Pre-diagnostic prescribing patterns in dyspnoea patients with as-yet-undiagnosed lung cancer: A longitudinal study of linked primary care and cancer registry data

Cancer Epidemiol. 2023 Oct:86:102429. doi: 10.1016/j.canep.2023.102429. Epub 2023 Jul 19.

Abstract

Introduction: Patients with as-yet undiagnosed lung cancer (LC) can present to primary care with non-specific symptoms such as dyspnoea, often in the context of pre-existing chronic obstructive pulmonary disease (COPD). Related medication prescriptions pre-diagnosis might represent opportunities for earlier diagnosis, but UK evidence is limited. Consequently, we explored prescribing patterns of relevant medications in patients who presented with dyspnoea in primary care and were subsequently diagnosed with LC.

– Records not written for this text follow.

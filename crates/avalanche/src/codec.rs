//! Block-store payload codecs.
//!
//! Layouts here are stable storage formats: a node can re-decode every
//! payload it ever wrote. Any parse failure is a data-integrity error; the
//! indexing path never skips a block it cannot read.
//!
//! P-chain payload frame:
//! `[u32 BE block-len][block bytes][u16 BE reward count]{[u16 BE len][utxo bytes]}*`

use base64::Engine as _;
use serde::{Deserialize, Serialize};

use crate::{
    model::{CAtomicTx, CBlock, PBlock, PackedUtxo, XBlock, XTxRecord},
    ChainError,
};

const B64: base64::engine::GeneralPurpose = base64::engine::general_purpose::STANDARD;

/// Encode a P-chain block with its packed reward UTXOs.
pub fn encode_p_payload(block: &PBlock) -> Result<Vec<u8>, ChainError> {
    let block_bytes = serde_json::to_vec(block).map_err(ChainError::decoding)?;

    if block.reward_utxos.len() > u16::MAX as usize {
        return Err(ChainError::Decoding("reward set count exceeds u16".into()));
    }

    let mut buf = Vec::with_capacity(block_bytes.len() + 64);
    buf.extend_from_slice(&(block_bytes.len() as u32).to_be_bytes());
    buf.extend_from_slice(&block_bytes);
    buf.extend_from_slice(&(block.reward_utxos.len() as u16).to_be_bytes());

    for utxo in &block.reward_utxos {
        let bytes = bincode::serialize(utxo).map_err(ChainError::decoding)?;
        if bytes.len() > u16::MAX as usize {
            return Err(ChainError::Decoding("reward utxo exceeds u16 length".into()));
        }
        buf.extend_from_slice(&(bytes.len() as u16).to_be_bytes());
        buf.extend_from_slice(&bytes);
    }

    Ok(buf)
}

pub fn decode_p_payload(raw: &[u8]) -> Result<PBlock, ChainError> {
    let mut cursor = Cursor::new(raw);

    let block_len = cursor.take_u32()? as usize;
    let block_bytes = cursor.take(block_len)?;
    let mut block: PBlock = serde_json::from_slice(block_bytes).map_err(ChainError::decoding)?;

    let count = cursor.take_u16()?;
    let mut rewards = Vec::with_capacity(count as usize);

    for _ in 0..count {
        let len = cursor.take_u16()? as usize;
        let bytes = cursor.take(len)?;
        let utxo: PackedUtxo = bincode::deserialize(bytes).map_err(ChainError::decoding)?;
        rewards.push(utxo);
    }

    cursor.expect_empty()?;

    block.reward_utxos = rewards;
    Ok(block)
}

pub fn encode_x_block(block: &XBlock) -> Result<Vec<u8>, ChainError> {
    serde_json::to_vec(block).map_err(ChainError::decoding)
}

pub fn decode_x_block(raw: &[u8]) -> Result<XBlock, ChainError> {
    serde_json::from_slice(raw).map_err(ChainError::decoding)
}

pub fn encode_x_tx(record: &XTxRecord) -> Result<Vec<u8>, ChainError> {
    serde_json::to_vec(record).map_err(ChainError::decoding)
}

pub fn decode_x_tx(raw: &[u8]) -> Result<XTxRecord, ChainError> {
    serde_json::from_slice(raw).map_err(ChainError::decoding)
}

/// The C-chain payload is a JSON envelope; `extraData` carries the atomic
/// txs, base64-wrapped, framed by the ApricotPhase5 boundary: a single tx
/// before, a slice after.
#[derive(Debug, Serialize, Deserialize)]
#[serde(rename_all = "camelCase")]
struct CEnvelope {
    hash: String,
    parent_hash: String,
    number: u64,
    timestamp: u64,
    size: u64,
    tx_count: u64,
    extra_data: String,
    extra_data_hash: String,
}

pub fn encode_c_payload(block: &CBlock, ap5_active: bool) -> Result<Vec<u8>, ChainError> {
    let atomic_json = if ap5_active {
        serde_json::to_vec(&block.atomic_txs).map_err(ChainError::decoding)?
    } else {
        match block.atomic_txs.as_slice() {
            [] => Vec::new(),
            [single] => serde_json::to_vec(single).map_err(ChainError::decoding)?,
            _ => {
                return Err(ChainError::AtomicDecoding(
                    "multiple atomic txs before ApricotPhase5".into(),
                ))
            }
        }
    };

    let envelope = CEnvelope {
        hash: block.hash.clone(),
        parent_hash: block.parent_hash.clone(),
        number: block.height,
        timestamp: block.timestamp,
        size: block.size,
        tx_count: block.tx_count,
        extra_data: B64.encode(&atomic_json),
        extra_data_hash: block.extra_data_hash.clone(),
    };

    serde_json::to_vec(&envelope).map_err(ChainError::decoding)
}

pub fn decode_c_payload(raw: &[u8], ap5_active: bool) -> Result<CBlock, ChainError> {
    let envelope: CEnvelope = serde_json::from_slice(raw).map_err(ChainError::decoding)?;

    let atomic_json = B64
        .decode(&envelope.extra_data)
        .map_err(|e| ChainError::AtomicDecoding(e.to_string()))?;

    let atomic_txs = if atomic_json.is_empty() {
        Vec::new()
    } else if ap5_active {
        serde_json::from_slice::<Vec<CAtomicTx>>(&atomic_json)
            .map_err(|e| ChainError::AtomicDecoding(e.to_string()))?
    } else {
        let single = serde_json::from_slice::<CAtomicTx>(&atomic_json)
            .map_err(|e| ChainError::AtomicDecoding(e.to_string()))?;
        vec![single]
    };

    Ok(CBlock {
        height: envelope.number,
        hash: envelope.hash,
        parent_hash: envelope.parent_hash,
        timestamp: envelope.timestamp,
        size: envelope.size,
        tx_count: envelope.tx_count,
        extra_data_hash: envelope.extra_data_hash,
        atomic_txs,
    })
}

struct Cursor<'a> {
    raw: &'a [u8],
    pos: usize,
}

impl<'a> Cursor<'a> {
    fn new(raw: &'a [u8]) -> Self {
        Self { raw, pos: 0 }
    }

    fn take(&mut self, len: usize) -> Result<&'a [u8], ChainError> {
        let end = self
            .pos
            .checked_add(len)
            .filter(|end| *end <= self.raw.len())
            .ok_or_else(|| ChainError::Decoding("payload frame truncated".into()))?;

        let slice = &self.raw[self.pos..end];
        self.pos = end;
        Ok(slice)
    }

    fn take_u32(&mut self) -> Result<u32, ChainError> {
        let bytes = self.take(4)?;
        Ok(u32::from_be_bytes([bytes[0], bytes[1], bytes[2], bytes[3]]))
    }

    fn take_u16(&mut self) -> Result<u16, ChainError> {
        let bytes = self.take(2)?;
        Ok(u16::from_be_bytes([bytes[0], bytes[1]]))
    }

    fn expect_empty(&self) -> Result<(), ChainError> {
        if self.pos != self.raw.len() {
            return Err(ChainError::Decoding("trailing bytes after frame".into()));
        }
        Ok(())
    }
}
//! Desktop viewer for tabular datasets: per-column substring filters,
//! year-range column selection, and export of the result to `.xlsx`.

pub mod app;
pub mod config;
pub mod data;
pub mod state;
pub mod ui;
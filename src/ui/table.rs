use eframe::egui::{self, ScrollArea, Ui};
use egui_extras::{Column as TableColumn, TableBuilder};

use crate::data::model::Dataset;

const ROW_HEIGHT: f32 = 18.0;

// ---------------------------------------------------------------------------
// Read-only table of a dataset
// ---------------------------------------------------------------------------

/// Render the first `max_rows` rows of `dataset` with its column headers.
/// `id` must be unique among tables shown in the same frame.
pub fn data_table(ui: &mut Ui, id: impl std::hash::Hash, dataset: &Dataset, max_rows: usize) {
    let n_rows = dataset.n_rows().min(max_rows);

    if dataset.n_columns() == 0 {
        ui.label("No columns.");
        return;
    }

    ui.push_id(id, |ui: &mut Ui| {
        ScrollArea::horizontal().show(ui, |ui: &mut Ui| {
            TableBuilder::new(ui)
                .striped(true)
                .resizable(true)
                .vscroll(false)
                .cell_layout(egui::Layout::left_to_right(egui::Align::Center))
                .columns(TableColumn::auto().at_least(60.0), dataset.n_columns())
                .header(ROW_HEIGHT + 2.0, |mut header| {
                    for name in dataset.column_names() {
                        header.col(|ui: &mut Ui| {
                            ui.strong(name);
                        });
                    }
                })
                .body(|body| {
                    body.rows(ROW_HEIGHT, n_rows, |mut row| {
                        let i = row.index();
                        for column in dataset.columns() {
                            row.col(|ui: &mut Ui| {
                                ui.label(column.values[i].to_string());
                            });
                        }
                    });
                });
        });
    });

    if dataset.n_rows() > n_rows {
        ui.weak(format!("Showing {n_rows} of {} rows", dataset.n_rows()));
    } else {
        ui.weak(format!("{} rows", dataset.n_rows()));
    }
}
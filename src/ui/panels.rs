use eframe::egui::{self, Color32, RichText, Ui};

use crate::state::{AppState, DatasetView};
use crate::ui::table::data_table;

// ---------------------------------------------------------------------------
// Top bar
// ---------------------------------------------------------------------------

/// Render the top menu / toolbar and the dataset tab strip.
pub fn top_bar(ui: &mut Ui, state: &mut AppState) {
    egui::menu::bar(ui, |ui: &mut Ui| {
        ui.menu_button("File", |ui: &mut Ui| {
            if ui.button("Reload dataset").clicked() {
                state.reload_active();
                ui.close_menu();
            }
            if ui.button("Quit").clicked() {
                ui.ctx().send_viewport_cmd(egui::ViewportCommand::Close);
            }
        });

        ui.separator();
        ui.strong(state.title.as_str());
        ui.separator();

        if let Some(view) = state.views.get(state.active) {
            if let Some(full) = &view.full {
                ui.label(format!("{} rows loaded", full.n_rows()));
            } else if let Some(preview) = &view.preview {
                ui.label(format!("{} preview rows loaded", preview.n_rows()));
            }
            if let Some(result) = &view.result {
                ui.label(format!(", {} filtered", result.n_rows()));
            }
        }
    });

    ui.horizontal(|ui: &mut Ui| {
        let mut selected = None;
        for (idx, view) in state.views.iter().enumerate() {
            if ui.selectable_label(idx == state.active, view.name()).clicked() {
                selected = Some(idx);
            }
        }
        if let Some(idx) = selected {
            state.select_tab(idx);
        }
    });
}

// ---------------------------------------------------------------------------
// Dataset tab
// ---------------------------------------------------------------------------

/// What the user asked for this frame; acted on once drawing is done.
#[derive(Default)]
struct Actions {
    apply: bool,
    download: bool,
}

/// Render the active dataset: preview, filters, year range, result, export.
pub fn dataset_panel(ui: &mut Ui, state: &mut AppState) {
    let head_rows = state.preview_head_rows;
    let result_rows = state.result_rows;

    let Some(view) = state.active_view() else {
        ui.heading("No datasets configured.");
        return;
    };

    ui.heading(format!("View and Filter {}", view.name()));

    if let Some(err) = &view.load_error {
        ui.label(RichText::new(err).color(Color32::RED));
        return;
    }

    let mut actions = Actions::default();

    ui.add_space(6.0);
    ui.strong("Data Preview");
    if let Some(preview) = view.preview_table(head_rows) {
        data_table(ui, ("preview", view.name()), &preview, head_rows);
    }

    ui.separator();
    ui.strong("Filter Data");
    filter_controls(ui, view);
    year_controls(ui, view);

    ui.add_space(6.0);
    if ui.button("Apply Filters").clicked() {
        actions.apply = true;
    }

    if let Some(result) = &view.result {
        ui.separator();
        ui.strong("Filtered Data");
        data_table(ui, ("result", view.name()), result, result_rows);
        if ui.button("Download Excel").clicked() {
            actions.download = true;
        }
    }

    if let Some(msg) = &view.status_message {
        ui.label(msg.as_str());
    }

    if actions.download {
        save_dialog(view);
    }
    if actions.apply {
        state.apply_active_filters();
    }
}

/// One combo box per configured filter column, laid out side by side.
fn filter_controls(ui: &mut Ui, view: &mut DatasetView) {
    let columns = view.filter_columns();
    if columns.is_empty() {
        ui.weak("No filter columns for this dataset.");
        return;
    }

    ui.horizontal_wrapped(|ui: &mut Ui| {
        for col in &columns {
            let options = view.filter_options(col).to_vec();
            let mut current = view.filters.get(col).cloned().unwrap_or_default();

            ui.vertical(|ui: &mut Ui| {
                ui.label(col.as_str());
                egui::ComboBox::from_id_salt((view.name(), col.as_str()))
                    .selected_text(option_label(&current))
                    .width(160.0)
                    .show_ui(ui, |ui: &mut Ui| {
                        for opt in &options {
                            ui.selectable_value(&mut current, opt.clone(), option_label(opt));
                        }
                    });
            });

            if view.filters.get(col) != Some(&current) {
                view.set_filter(col, current);
            }
        }
    });
}

/// Start / end year selectors, shown only for year-filtered datasets.
fn year_controls(ui: &mut Ui, view: &mut DatasetView) {
    let years = view.year_options();
    let Some((range, warning)) = view.year_range() else {
        return;
    };

    let mut start = view.start_year.unwrap_or(range.start);
    let mut end = view.end_year.unwrap_or(range.end);

    ui.horizontal(|ui: &mut Ui| {
        ui.label("Select Start Year:");
        egui::ComboBox::from_id_salt((view.name(), "start_year"))
            .selected_text(start.to_string())
            .show_ui(ui, |ui: &mut Ui| {
                for &year in &years {
                    ui.selectable_value(&mut start, year, year.to_string());
                }
            });

        ui.label("Select End Year:");
        egui::ComboBox::from_id_salt((view.name(), "end_year"))
            .selected_text(end.to_string())
            .show_ui(ui, |ui: &mut Ui| {
                for &year in &years {
                    ui.selectable_value(&mut end, year, year.to_string());
                }
            });
    });

    view.start_year = Some(start);
    view.end_year = Some(end);

    if let Some(msg) = warning {
        ui.label(RichText::new(msg).color(Color32::RED));
    }
}

fn option_label(value: &str) -> &str {
    if value.is_empty() { "(any)" } else { value }
}

// ---------------------------------------------------------------------------
// Save dialog
// ---------------------------------------------------------------------------

fn save_dialog(view: &mut DatasetView) {
    let file = rfd::FileDialog::new()
        .set_title("Save filtered data")
        .set_file_name(view.export_file_name())
        .add_filter("Excel workbook", &["xlsx"])
        .save_file();

    if let Some(path) = file {
        view.save_export(&path);
    }
}
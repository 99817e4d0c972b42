use std::collections::HashSet;
use std::fmt;

use thiserror::Error;

// ---------------------------------------------------------------------------
// CellValue – a single cell of a table
// ---------------------------------------------------------------------------

/// A dynamically-typed cell value mirroring common spreadsheet/CSV dtypes.
#[derive(Debug, Clone, PartialEq)]
pub enum CellValue {
    String(String),
    Integer(i64),
    Float(f64),
    Bool(bool),
    /// ISO-8601 date string kept as text for simplicity.
    Date(String),
    Null,
}

/// Display is the text a user sees in a table cell; nulls stay blank.
impl fmt::Display for CellValue {
    fn fmt(&self, f: &mut fmt::Formatter<'_>) -> fmt::Result {
        write!(f, "{}", self.as_text())
    }
}

impl CellValue {
    /// Text form of the value, as used by substring filtering and filter options.
    ///
    /// Integral floats keep a trailing `.0` so `2020.0` and `2020` stay
    /// distinguishable, and booleans read `True` / `False` the way they do in
    /// spreadsheet tools.
    pub fn as_text(&self) -> String {
        match self {
            CellValue::String(s) | CellValue::Date(s) => s.clone(),
            CellValue::Integer(i) => i.to_string(),
            CellValue::Float(v) if v.is_finite() && v.fract() == 0.0 && v.abs() < 1e16 => {
                format!("{v:.1}")
            }
            CellValue::Float(v) if v.is_nan() => "nan".to_string(),
            CellValue::Float(v) => v.to_string(),
            CellValue::Bool(true) => "True".to_string(),
            CellValue::Bool(false) => "False".to_string(),
            CellValue::Null => String::new(),
        }
    }

    /// Nulls and NaN floats both stand for an absent value.
    pub fn is_missing(&self) -> bool {
        match self {
            CellValue::Null => true,
            CellValue::Float(v) => v.is_nan(),
            _ => false,
        }
    }
}

// ---------------------------------------------------------------------------
// Errors
// ---------------------------------------------------------------------------

#[derive(Debug, Error, PartialEq)]
pub enum DatasetError {
    #[error("duplicate column name '{0}'")]
    DuplicateColumn(String),

    #[error("column '{column}' has {actual} values, expected {expected}")]
    RaggedColumn {
        column: String,
        expected: usize,
        actual: usize,
    },

    #[error("row {row} has {actual} cells but the header has {expected} columns")]
    RowTooLong {
        row: usize,
        expected: usize,
        actual: usize,
    },

    #[error("column '{0}' not found")]
    MissingColumn(String),
}

// ---------------------------------------------------------------------------
// Column / Dataset
// ---------------------------------------------------------------------------

/// One named column of a [`Dataset`].
#[derive(Debug, Clone, PartialEq)]
pub struct Column {
    pub name: String,
    pub values: Vec<CellValue>,
}

impl Column {
    pub fn new(name: impl Into<String>, values: Vec<CellValue>) -> Self {
        Column {
            name: name.into(),
            values,
        }
    }
}

/// An immutable table: ordered, uniquely named, equally long columns.
///
/// Every transformation returns a new `Dataset`; nothing here mutates `self`.
#[derive(Debug, Clone, PartialEq, Default)]
pub struct Dataset {
    columns: Vec<Column>,
    n_rows: usize,
}

impl Dataset {
    /// Build a dataset, checking name uniqueness and column lengths.
    pub fn new(columns: Vec<Column>) -> Result<Self, DatasetError> {
        let mut seen = HashSet::new();
        for col in &columns {
            if !seen.insert(col.name.as_str()) {
                return Err(DatasetError::DuplicateColumn(col.name.clone()));
            }
        }

        let n_rows = columns.first().map(|c| c.values.len()).unwrap_or(0);
        if let Some(bad) = columns.iter().find(|c| c.values.len() != n_rows) {
            return Err(DatasetError::RaggedColumn {
                column: bad.name.clone(),
                expected: n_rows,
                actual: bad.values.len(),
            });
        }

        Ok(Dataset { columns, n_rows })
    }

    /// Build a dataset from a header and row-major cells.
    /// Short rows are padded with [`CellValue::Null`].
    pub fn from_rows(
        header: Vec<String>,
        rows: impl IntoIterator<Item = Vec<CellValue>>,
    ) -> Result<Self, DatasetError> {
        let width = header.len();
        let mut values: Vec<Vec<CellValue>> = vec![Vec::new(); width];

        for (row_no, row) in rows.into_iter().enumerate() {
            if row.len() > width {
                return Err(DatasetError::RowTooLong {
                    row: row_no,
                    expected: width,
                    actual: row.len(),
                });
            }
            let filled = row.len();
            for (slot, cell) in values.iter_mut().zip(row) {
                slot.push(cell);
            }
            for slot in values.iter_mut().skip(filled) {
                slot.push(CellValue::Null);
            }
        }

        let columns = header
            .into_iter()
            .zip(values)
            .map(|(name, vals)| Column::new(name, vals))
            .collect();
        Dataset::new(columns)
    }

    /// Number of rows.
    pub fn n_rows(&self) -> usize {
        self.n_rows
    }

    pub fn n_columns(&self) -> usize {
        self.columns.len()
    }

    pub fn columns(&self) -> &[Column] {
        &self.columns
    }

    /// Column names in display order.
    pub fn column_names(&self) -> Vec<&str> {
        self.columns.iter().map(|c| c.name.as_str()).collect()
    }

    pub fn column(&self, name: &str) -> Option<&Column> {
        self.columns.iter().find(|c| c.name == name)
    }

    pub fn has_column(&self, name: &str) -> bool {
        self.column(name).is_some()
    }

    /// Cells of row `i`, in column order.
    pub fn row(&self, i: usize) -> impl Iterator<Item = &CellValue> + '_ {
        self.columns.iter().map(move |c| &c.values[i])
    }

    /// The first `n` rows.
    pub fn head(&self, n: usize) -> Dataset {
        let n = n.min(self.n_rows);
        let columns = self
            .columns
            .iter()
            .map(|c| Column::new(c.name.clone(), c.values[..n].to_vec()))
            .collect();
        Dataset { columns, n_rows: n }
    }

    /// Keep the rows at `indices`, in the given order.
    pub fn take_rows(&self, indices: &[usize]) -> Dataset {
        let columns = self
            .columns
            .iter()
            .map(|c| {
                let values = indices.iter().map(|&i| c.values[i].clone()).collect();
                Column::new(c.name.clone(), values)
            })
            .collect();
        Dataset {
            columns,
            n_rows: indices.len(),
        }
    }

    /// Project onto `names`, in the given order.
    pub fn select_columns<S: AsRef<str>>(&self, names: &[S]) -> Result<Dataset, DatasetError> {
        for name in names.iter().map(AsRef::<str>::as_ref) {
            if !self.has_column(name) {
                return Err(DatasetError::MissingColumn(name.to_string()));
            }
        }
        Ok(self.project(names))
    }

    /// Project onto the columns of `names` that exist, in the given order.
    /// Repeated names are kept once.
    pub fn project<S: AsRef<str>>(&self, names: &[S]) -> Dataset {
        let mut taken = HashSet::new();
        let columns = names
            .iter()
            .map(AsRef::<str>::as_ref)
            .filter(|name| taken.insert(*name))
            .filter_map(|name| self.column(name).cloned())
            .collect();
        Dataset {
            columns,
            n_rows: self.n_rows,
        }
    }

    /// Distinct text values of a column, in first-appearance order.
    /// Missing values are skipped. Unknown columns yield an empty list.
    pub fn unique_texts(&self, name: &str) -> Vec<String> {
        let Some(col) = self.column(name) else {
            return Vec::new();
        };
        let mut seen = HashSet::new();
        col.values
            .iter()
            .filter(|v| !v.is_missing())
            .map(CellValue::as_text)
            .filter(|t| seen.insert(t.clone()))
            .collect()
    }
}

Method: Linked primary care (Clinical Practice Research Datalink) and National Cancer Registry data were used to identify 5434 patients with incident LC within a year of a dyspnoea presentation in primary care between 2006 and 2016. Primary care prescriptions relevant to dyspnoea management were examined: antibiotics, inhaled medications, oral steroids, and opioid analgesics. Poisson regression models estimated monthly prescribing rates during the year pre-diagnosis. Variation by COPD status (52 % pre-existing, 36 % COPD-free, 12 % new-onset) was examined. Inflection points were identified indicating when prescribing rates changed from the background rate.

Results: 63 % of patients received 1 or more relevant prescriptions 1-12 months pre-diagnosis. Pre-existing COPD patients were most prescribed inhaled medications. COPD-free and new-onset COPD patients were most prescribed antibiotics. Most patients received 2 or more relevant prescriptions. Monthly prescribing rates of all medications increased towards time of diagnosis in all patient groups and were highest in pre-existing COPD patients. Increases in prescribing activity were observed earliest in pre-existing COPD patients 5 months pre-diagnosis for inhaled medications, antibiotics, and steroids, CONCLUSION: Results indicate that a diagnostic window of appreciable length exists for potential earlier LC diagnosis in some patients. Lung cancer diagnosis may be delayed if early symptoms are misattributed to COPD or other benign conditions.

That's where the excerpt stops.